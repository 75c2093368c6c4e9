//! The `scratchstack_url_signature` crate produces and verifies signed, time-limited URLs.
//!
//! Signing takes an absolute HTTP(S) URL and returns the same URL with four extra query parameters: a nonce, a
//! timestamp, the HMAC algorithm name, and an HMAC signature over a canonical form of the URL. Anyone holding the same
//! secret key can later verify that the URL was issued by a trusted party, has not been modified, and has not expired.
//!
//! This crate does not encrypt URLs, distribute or rotate keys, or prevent replay: a captured URL remains valid until
//! it expires.
//!
//! # Example
//! ```rust
//! use scratchstack_url_signature::{SignerConfig, UrlSigner};
//!
//! let config = SignerConfig::builder()
//!     .secret_key("my-secret-key")
//!     .expired_after_seconds(60)
//!     .build()
//!     .unwrap();
//! let signer = UrlSigner::new(config);
//!
//! let url = signer.sign("https://example.com/posts?postId=15").unwrap();
//! assert!(url.starts_with("https://example.com/posts?postId=15&es1_nonce="));
//! assert!(signer.verify(&url));
//! assert!(!signer.verify(&url.replace("postId=15", "postId=16")));
//! ```
//!
//! # Verification failures
//! [UrlSigner::verify] returns only `true` or `false`; it does not reveal whether a URL was tampered with, expired, or
//! malformed. The reason is logged through the [`log`](https://docs.rs/log) facade at the `debug` level.
#![warn(missing_docs)]
#![deny(rustdoc::broken_intra_doc_links)]
#![warn(rustdoc::missing_crate_level_docs)]

pub mod canonical;
mod config;
mod constants;
mod crypto;
mod error;
mod signature;

pub use crate::{
    canonical::{ParsedUrl, QueryParameters, QueryValue},
    config::{SignerConfig, SignerConfigBuilder, SignerConfigBuilderError},
    crypto::HmacAlgorithm,
    error::SigningError,
    signature::UrlSigner,
};

#[cfg(any(doc, feature = "unstable"))]
pub use crate::signature::VerifyOutcome;
#![no_main]
use {
    arbitrary::Arbitrary,
    chrono::{DateTime, Utc},
    libfuzzer_sys::fuzz_target,
    scratchstack_url_signature::{SignerConfig, UrlSigner},
};

#[derive(Arbitrary, Debug)]
struct VerifyInput {
    url: String,
    prefix: String,
    secret_key: Vec<u8>,
    expired_after_seconds: u64,
    oversight: u64,
    server_timestamp: i64,
    resign: bool,
}

fuzz_target!(|data: VerifyInput| {
    let Some(config) = SignerConfig::builder()
        .prefix(data.prefix)
        .secret_key(data.secret_key)
        .expired_after_seconds(data.expired_after_seconds)
        .oversight(data.oversight)
        .build()
        .ok()
    else {
        return;
    };

    let signer = UrlSigner::new(config);
    let server_timestamp = DateTime::<Utc>::from_timestamp(data.server_timestamp % 100_000_000_000, 0)
        .unwrap_or_else(|| DateTime::<Utc>::from_timestamp(0, 0).unwrap());

    // Verification must never panic, whatever the input.
    let _ = signer.verify_at(&data.url, server_timestamp);

    // Anything that can be signed must verify at the signing time.
    if data.resign {
        if let Ok(signed) = signer.sign_at(&data.url, server_timestamp) {
            assert!(signer.verify_at(&signed, server_timestamp), "failed to verify {}", signed);
        }
    }
});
........
Work to complete – A verbatim copy of the listing is needed.

Task answer –
repository 75c2093368c6c4e9
//! The `scratchstack_url_signature` crate produces and verifies signed, time-limited URLs.
//!
//! Signing takes an absolute HTTP(S) URL and returns the same URL with four extra query parameters: a nonce, a
//! timestamp, the HMAC algorithm name, and an HMAC signature over a canonical form of the URL. Anyone holding the same
//! secret key can later verify that the URL was issued by a trusted party, has not been modified, and has not expired.
//!
//! This crate does not encrypt URLs, distribute or rotate keys, or prevent replay: a captured URL remains valid until
//! it expires.
//!
//! # Example
//! ```rust
//! use scratchstack_url_signature::{SignerConfig, UrlSigner};
//!
//! let config = SignerConfig::builder()
//!     .secret_key("my-secret-key")
//!     .expired_after_seconds(60)
//!     .build()
//!     .unwrap();
//! let signer = UrlSigner::new(config);
//!
//! let url = signer.sign("https://example.com/posts?postId=15").unwrap();
//! assert!(url.starts_with("https://example.com/posts?postId=15&es1_nonce="));
//! assert!(signer.verify(&url));
//! assert!(!signer.verify(&url.replace("postId=15", "postId=16")));
//! ```
//!
//! # Verification failures
//! [UrlSigner::verify] returns only `true` or `false`; it does not reveal whether a URL was tampered with, expired, or
//! malformed. The reason is logged through the [`log`](https://docs.rs/log) facade at the `debug` level.
#![warn(missing_docs)]
#![deny(rustdoc::broken_intra_doc_links)]
#![warn(rustdoc::missing_crate_level_docs)]

pub mod canonical;
mod config;
mod constants;
mod crypto;
mod error;
mod signature;

pub use crate::{
    canonical::{ParsedUrl, QueryParameters, QueryValue},
    config::{SignerConfig, SignerConfigBuilder, SignerConfigBuilderError},
    crypto::HmacAlgorithm,
    error::SigningError,
    signature::UrlSigner,
};

#[cfg(any(doc, feature = "unstable"))]
pub use crate::signature::VerifyOutcome;
#![no_main]
use {
    arbitrary::Arbitrary,
    chrono::{DateTime, Utc},
    libfuzzer_sys::fuzz_target,
    scratchstack_url_signature::{SignerConfig, UrlSigner},
};

#[derive(Arbitrary, Debug)]
struct VerifyInput {
    url: String,
    prefix: String,
    secret_key: Vec<u8>,
    expired_after_seconds: u64,
    oversight: u64,
    server_timestamp: i64,
    resign: bool,
}

fuzz_target!(|data: VerifyInput| {
    let Some(config) = SignerConfig::builder()
        .prefix(data.prefix)
        .secret_key(data.secret_key)
        .expired_after_seconds(data.expired_after_seconds)
        .oversight(data.oversight)
        .build()
        .ok()
    else {
        return;
    };

    let signer = UrlSigner::new(config);
    let server_timestamp = DateTime::<Utc>::from_timestamp(data.server_timestamp % 100_000_000_000, 0)
        .unwrap_or_else(|| DateTime::<Utc>::from_timestamp(0, 0).unwrap());

    // Verification must never panic, whatever the input.
    let _ = signer.verify_at(&data.url, server_timestamp);

    // Anything that can be signed must verify at the signing time.
    if data.resign {
        if let Ok(signed) = signer.sign_at(&data.url, server_timestamp) {
            assert!(signer.verify_at(&signed, server_timestamp), "failed to verify {}", signed);
        }
    }
});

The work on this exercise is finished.